## Stored data
....

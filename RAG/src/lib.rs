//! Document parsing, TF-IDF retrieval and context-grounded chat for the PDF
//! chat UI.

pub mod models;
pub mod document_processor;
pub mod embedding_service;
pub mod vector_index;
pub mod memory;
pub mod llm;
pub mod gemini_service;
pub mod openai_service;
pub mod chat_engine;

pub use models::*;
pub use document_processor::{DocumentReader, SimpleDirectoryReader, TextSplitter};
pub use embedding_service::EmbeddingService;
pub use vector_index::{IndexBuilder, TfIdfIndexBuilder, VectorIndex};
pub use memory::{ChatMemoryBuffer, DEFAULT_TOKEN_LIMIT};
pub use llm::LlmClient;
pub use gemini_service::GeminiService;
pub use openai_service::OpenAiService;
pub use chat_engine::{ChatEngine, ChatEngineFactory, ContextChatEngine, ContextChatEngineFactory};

....

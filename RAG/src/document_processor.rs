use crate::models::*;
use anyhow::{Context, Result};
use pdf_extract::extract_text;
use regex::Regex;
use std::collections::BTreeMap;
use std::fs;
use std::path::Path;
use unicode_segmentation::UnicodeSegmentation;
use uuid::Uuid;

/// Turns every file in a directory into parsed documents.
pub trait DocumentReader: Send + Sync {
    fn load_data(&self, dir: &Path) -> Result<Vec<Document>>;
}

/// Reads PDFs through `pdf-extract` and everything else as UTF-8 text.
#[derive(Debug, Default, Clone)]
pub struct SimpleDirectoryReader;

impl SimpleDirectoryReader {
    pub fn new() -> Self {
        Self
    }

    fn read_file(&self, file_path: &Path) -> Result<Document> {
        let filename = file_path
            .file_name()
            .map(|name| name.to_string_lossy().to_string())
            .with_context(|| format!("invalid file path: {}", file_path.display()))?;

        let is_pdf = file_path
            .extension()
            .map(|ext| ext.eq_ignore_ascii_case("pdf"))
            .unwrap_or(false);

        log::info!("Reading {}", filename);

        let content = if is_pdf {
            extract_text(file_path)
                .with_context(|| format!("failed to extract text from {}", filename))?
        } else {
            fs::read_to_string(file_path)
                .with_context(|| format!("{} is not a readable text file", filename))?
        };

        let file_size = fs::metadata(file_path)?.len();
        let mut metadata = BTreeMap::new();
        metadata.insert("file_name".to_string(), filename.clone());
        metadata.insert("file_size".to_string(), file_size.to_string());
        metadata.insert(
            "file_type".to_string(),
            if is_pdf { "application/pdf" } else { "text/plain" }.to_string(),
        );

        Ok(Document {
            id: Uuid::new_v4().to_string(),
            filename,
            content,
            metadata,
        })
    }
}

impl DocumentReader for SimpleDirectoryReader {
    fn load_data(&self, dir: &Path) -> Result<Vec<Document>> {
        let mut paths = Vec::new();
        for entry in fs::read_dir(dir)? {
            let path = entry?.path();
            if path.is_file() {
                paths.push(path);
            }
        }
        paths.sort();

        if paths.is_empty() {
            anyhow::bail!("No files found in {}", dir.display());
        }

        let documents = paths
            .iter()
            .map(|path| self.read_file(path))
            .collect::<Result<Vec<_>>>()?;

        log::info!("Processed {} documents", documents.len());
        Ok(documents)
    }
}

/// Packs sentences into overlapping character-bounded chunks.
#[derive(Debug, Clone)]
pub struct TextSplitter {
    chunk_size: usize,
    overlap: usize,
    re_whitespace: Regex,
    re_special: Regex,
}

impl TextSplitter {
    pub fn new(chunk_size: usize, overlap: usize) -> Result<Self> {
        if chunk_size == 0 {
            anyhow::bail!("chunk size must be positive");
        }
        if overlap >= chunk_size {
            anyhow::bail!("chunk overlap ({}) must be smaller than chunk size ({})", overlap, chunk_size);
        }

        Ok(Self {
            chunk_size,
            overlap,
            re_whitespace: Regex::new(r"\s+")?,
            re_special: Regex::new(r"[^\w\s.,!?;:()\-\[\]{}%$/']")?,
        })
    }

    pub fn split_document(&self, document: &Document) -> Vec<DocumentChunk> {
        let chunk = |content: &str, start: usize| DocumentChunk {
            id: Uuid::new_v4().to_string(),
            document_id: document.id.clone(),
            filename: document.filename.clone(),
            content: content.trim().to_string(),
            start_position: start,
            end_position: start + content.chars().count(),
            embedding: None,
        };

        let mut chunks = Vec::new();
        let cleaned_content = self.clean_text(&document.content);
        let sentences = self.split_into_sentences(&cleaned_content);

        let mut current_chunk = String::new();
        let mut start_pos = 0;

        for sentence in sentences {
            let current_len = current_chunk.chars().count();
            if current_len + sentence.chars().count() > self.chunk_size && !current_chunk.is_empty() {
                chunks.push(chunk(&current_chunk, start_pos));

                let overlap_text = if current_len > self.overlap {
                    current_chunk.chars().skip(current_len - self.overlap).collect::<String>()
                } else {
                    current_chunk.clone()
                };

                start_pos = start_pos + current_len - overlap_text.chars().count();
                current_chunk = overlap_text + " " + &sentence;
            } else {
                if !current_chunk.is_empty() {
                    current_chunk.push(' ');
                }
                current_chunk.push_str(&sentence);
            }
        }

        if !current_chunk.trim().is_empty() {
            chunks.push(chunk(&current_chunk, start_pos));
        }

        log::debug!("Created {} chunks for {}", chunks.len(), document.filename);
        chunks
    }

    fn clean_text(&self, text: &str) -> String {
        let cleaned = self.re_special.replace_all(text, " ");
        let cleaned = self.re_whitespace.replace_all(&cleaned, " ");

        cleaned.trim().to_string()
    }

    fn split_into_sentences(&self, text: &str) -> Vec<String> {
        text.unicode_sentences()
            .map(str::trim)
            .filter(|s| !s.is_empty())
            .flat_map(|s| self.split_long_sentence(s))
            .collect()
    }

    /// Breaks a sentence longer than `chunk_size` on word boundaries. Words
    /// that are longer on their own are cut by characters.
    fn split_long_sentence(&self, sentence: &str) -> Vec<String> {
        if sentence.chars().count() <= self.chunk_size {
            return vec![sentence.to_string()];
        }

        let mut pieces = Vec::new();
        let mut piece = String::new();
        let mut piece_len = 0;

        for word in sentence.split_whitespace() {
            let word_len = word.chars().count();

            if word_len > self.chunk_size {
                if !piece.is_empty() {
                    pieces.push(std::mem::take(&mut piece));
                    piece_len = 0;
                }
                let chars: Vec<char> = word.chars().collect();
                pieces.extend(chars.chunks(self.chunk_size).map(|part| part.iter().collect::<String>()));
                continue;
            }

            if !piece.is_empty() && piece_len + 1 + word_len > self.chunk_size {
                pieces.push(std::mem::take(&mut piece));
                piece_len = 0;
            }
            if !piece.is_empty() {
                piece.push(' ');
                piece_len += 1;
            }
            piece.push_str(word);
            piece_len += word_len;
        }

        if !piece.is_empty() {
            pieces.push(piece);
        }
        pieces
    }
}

....

If a line in the data above contains "paths", return that line.

## Response area
        let mut paths = Vec::new();
                paths.push(path);
        paths.sort();
        if paths.is_empty() {
        let documents = paths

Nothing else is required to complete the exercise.